Once information has been identified (through auditory, visual, tactile, and/or other sensory processes), it needs to be encoded and registered, a mental process that constructs a representation of the information into the memory system. The period of time (typically seconds) during which this information is being held and/or manipulated for registration, and ultimately encoded, consolidated, and retained, is sometimes referred to as working memory (WM). Other descriptors include short-term memory (STM) and immediate memory (IM). Consolidation and storage represent the process by which information in STM is transferred into long-term memory (LTM). Information in LTM can be available for hours or as long as a lifespan. LTMs are generally thought to be housed, in whole or in part, in various brain regions (e.g., the cortex, cerebellum). Ordinarily, consolidation in LTM is accomplished in one or more of four ways: pairing two bits of information (such as a group of letters and the English sound it represents); storing procedures (consolidating new skills, such as the steps in solving mathematics problems); classifying data in categories (filing all insects together in memory); and linking new information to established rules, patterns, or systems of organization (rule-based learning).

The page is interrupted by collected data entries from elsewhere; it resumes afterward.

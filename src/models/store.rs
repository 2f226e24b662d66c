//! Rental store records as delivered by the store backend

use serde::{Deserialize, Serialize};

use crate::geo::GeoPoint;

/// Store identity
pub type StoreId = i64;

/// A physical umbrella rental/return location
#[derive(Debug, Clone, PartialEq, Serialize, Deserialize)]
#[serde(rename_all = "camelCase")]
pub struct Store {
    pub id: StoreId,
    pub name: String,
    /// Latitude in decimal degrees
    pub latitude: f64,
    /// Longitude in decimal degrees
    pub longitude: f64,
    /// Umbrellas currently available for rent at this store
    pub rentable_umbrellas_count: u32,
}

impl Store {
    #[must_use]
    pub fn new(id: StoreId, name: impl Into<String>, latitude: f64, longitude: f64) -> Self {
        Self {
            id,
            name: name.into(),
            latitude,
            longitude,
            rentable_umbrellas_count: 0,
        }
    }

    #[must_use]
    pub fn with_umbrellas(mut self, count: u32) -> Self {
        self.rentable_umbrellas_count = count;
        self
    }

    /// Store position on the map
    #[must_use]
    pub fn position(&self) -> GeoPoint {
        GeoPoint::new_unchecked(self.latitude, self.longitude)
    }

    /// Whether the record can be placed on a map at all
    #[must_use]
    pub fn has_valid_position(&self) -> bool {
        GeoPoint::new(self.latitude, self.longitude).is_ok()
    }
}

/// One store image; the first image of a store is its thumbnail
#[derive(Debug, Clone, PartialEq, Eq, Serialize, Deserialize)]
#[serde(rename_all = "camelCase")]
pub struct StoreImage {
    pub id: i64,
    pub image_url: String,
}

/// Full store information shown on the store card
#[derive(Debug, Clone, PartialEq, Serialize, Deserialize)]
#[serde(rename_all = "camelCase")]
pub struct StoreDetail {
    pub id: StoreId,
    pub name: String,
    #[serde(default)]
    pub category: Option<String>,
    #[serde(default)]
    pub classification_name: Option<String>,
    #[serde(default)]
    pub address: Option<String>,
    #[serde(default)]
    pub address_detail: Option<String>,
    #[serde(default)]
    pub open_status: bool,
    #[serde(default)]
    pub business_hours: Option<String>,
    #[serde(default)]
    pub contact_info: Option<String>,
    #[serde(default)]
    pub instagram_id: Option<String>,
    #[serde(default)]
    pub rentable_umbrellas_count: u32,
    pub latitude: f64,
    pub longitude: f64,
    #[serde(default)]
    pub image_urls: Vec<StoreImage>,
}

impl StoreDetail {
    /// Thumbnail image, if the store has any images
    #[must_use]
    pub fn thumbnail(&self) -> Option<&StoreImage> {
        self.image_urls.first()
    }

    /// Full address line for display
    #[must_use]
    pub fn full_address(&self) -> Option<String> {
        match (&self.address, &self.address_detail) {
            (Some(address), Some(detail)) if !detail.is_empty() => {
                Some(format!("{address} {detail}"))
            }
            (Some(address), _) => Some(address.clone()),
            (None, _) => None,
        }
    }
}

#[cfg(test)]
mod tests {
    use super::*;

    fn detail_json() -> &'static str {
        r#"{
            "id": 7,
            "name": "Upbrella Sinchon",
            "classificationName": "Sinchon",
            "address": "Seoul Seodaemun-gu Yonsei-ro 1",
            "addressDetail": "1F",
            "openStatus": true,
            "rentableUmbrellasCount": 4,
            "latitude": 37.5559,
            "longitude": 126.9368,
            "imageUrls": [
                {"id": 11, "imageUrl": "https://cdn.example.com/a.jpg"},
                {"id": 12, "imageUrl": "https://cdn.example.com/b.jpg"}
            ]
        }"#
    }

    #[test]
    fn test_store_wire_format_is_camel_case() {
        let store = Store::new(1, "Upbrella Sinchon", 37.5559, 126.9368).with_umbrellas(3);
        let json = serde_json::to_value(&store).unwrap();
        assert_eq!(json["rentableUmbrellasCount"], 3);
        assert_eq!(json["latitude"], 37.5559);

        let back: Store = serde_json::from_value(json).unwrap();
        assert_eq!(back, store);
    }

    #[test]
    fn test_store_position_validity() {
        assert!(Store::new(1, "ok", 37.5, 127.0).has_valid_position());
        assert!(!Store::new(2, "bad", 137.5, 127.0).has_valid_position());
    }

    #[test]
    fn test_detail_thumbnail_is_first_image() {
        let detail: StoreDetail = serde_json::from_str(detail_json()).unwrap();
        assert_eq!(detail.thumbnail().map(|i| i.id), Some(11));
        assert_eq!(detail.business_hours, None);
    }

    #[test]
    fn test_detail_without_images_has_no_thumbnail() {
        let mut detail: StoreDetail = serde_json::from_str(detail_json()).unwrap();
        detail.image_urls.clear();
        assert!(detail.thumbnail().is_none());
    }

    #[test]
    fn test_full_address() {
        let mut detail: StoreDetail = serde_json::from_str(detail_json()).unwrap();
        assert_eq!(
            detail.full_address().as_deref(),
            Some("Seoul Seodaemun-gu Yonsei-ro 1 1F")
        );
        detail.address_detail = Some(String::new());
        assert_eq!(
            detail.full_address().as_deref(),
            Some("Seoul Seodaemun-gu Yonsei-ro 1")
        );
        detail.address = None;
        assert!(detail.full_address().is_none());
    }
}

Once information finds its way into LTM, it must be accessed. In general, information can be retrieved spontaneously (a process known as free recall) or with the aid of cues (cued or recognition recall). Some other common descriptors of memory include anterograde memory (the capacity to learn from a single point in time forward), retrograde memory (the capacity to recall information that was already learned), and explicit memory (conscious awareness of recall), implicit memory (subconscious recall: no awareness that the memory system is being activated), procedural memory (memory for how to do things), and prospective memory or remembering to remember.

As children proceed through school, the demands for the efficient use of memory progressively increase. By secondary school, rapid and precise recall is heavily emphasized. Children can have trouble with one or more memory mechanism. They might struggle with the initial registration of information in STM. Others might have difficulty storing newly introduced information. Other children might have difficulty accessing (retrieving) information, despite having registered and stored it effectively. Children can experience frustration in their efforts at consolidating information into LTM and/or encounter difficulty with simultaneous recall (retrieval of several facts or procedures at once). Some students exhibit delayed automatization: Not enough of what they have learned in the past is accessible to them instantaneously and with no expenditure of effort. Such skills as forming letters, mastering mathematical facts, and decoding words must ultimately become automatic if students are to make good academic progress.